## EXTRACTED RECORDS
------------------------------

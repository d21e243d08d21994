use rand::rngs::StdRng;
use rand::{Rng, SeedableRng};

use crate::snake::Snake;
use crate::{Coords, GridInt};

/// Picks food cells in the grid interior, never on top of the snake.
/// Owns its RNG so placement is reproducible under a fixed seed.
pub struct FoodSpawner {
    rng: StdRng,
}

impl FoodSpawner {
    pub fn new() -> Self {
        FoodSpawner { rng: StdRng::from_entropy() }
    }

    pub fn with_seed(seed: u64) -> Self {
        FoodSpawner { rng: StdRng::seed_from_u64(seed) }
    }

    /// Samples uniform interior cells until one misses the snake. Random
    /// attempts are capped at the interior cell count, after which a scan
    /// takes over, so a crowded board still terminates. `None` means the
    /// interior holds no free cell at all.
    pub fn place(&mut self, snake: &Snake, height: GridInt, width: GridInt) -> Option<Coords> {
        let rows = (height as i64 - 2).max(0);
        let cols = (width as i64 - 2).max(0);

        for _ in 0..rows * cols {
            let pos = (
                self.rng.gen_range(1..height - 1),
                self.rng.gen_range(1..width - 1),
            );
            if !snake.collides_with(pos) {
                return Some(pos);
            }
        }

        for row in 1..height - 1 {
            for col in 1..width - 1 {
                if !snake.collides_with((row, col)) {
                    return Some((row, col));
                }
            }
        }

        None
    }
}

impl Default for FoodSpawner {
    fn default() -> Self {
        Self::new()
    }
}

------------------------------

## AIM OF THE TASK
Copy out, word for word, the part of the entries above that begins at the line with "takes over, so" and ends at the line with "for row in 1..height", including both.

## EXERCISE OUTPUT
    /// takes over, so a crowded board still terminates. `None` means the
    /// interior holds no free cell at all.
    pub fn place(&mut self, snake: &Snake, height: GridInt, width: GridInt) -> Option<Coords> {
        let rows = (height as i64 - 2).max(0);
        let cols = (width as i64 - 2).max(0);

        for _ in 0..rows * cols {
            let pos = (
                self.rng.gen_range(1..height - 1),
                self.rng.gen_range(1..width - 1),
            );
            if !snake.collides_with(pos) {
                return Some(pos);
            }
        }

        for row in 1..height - 1 {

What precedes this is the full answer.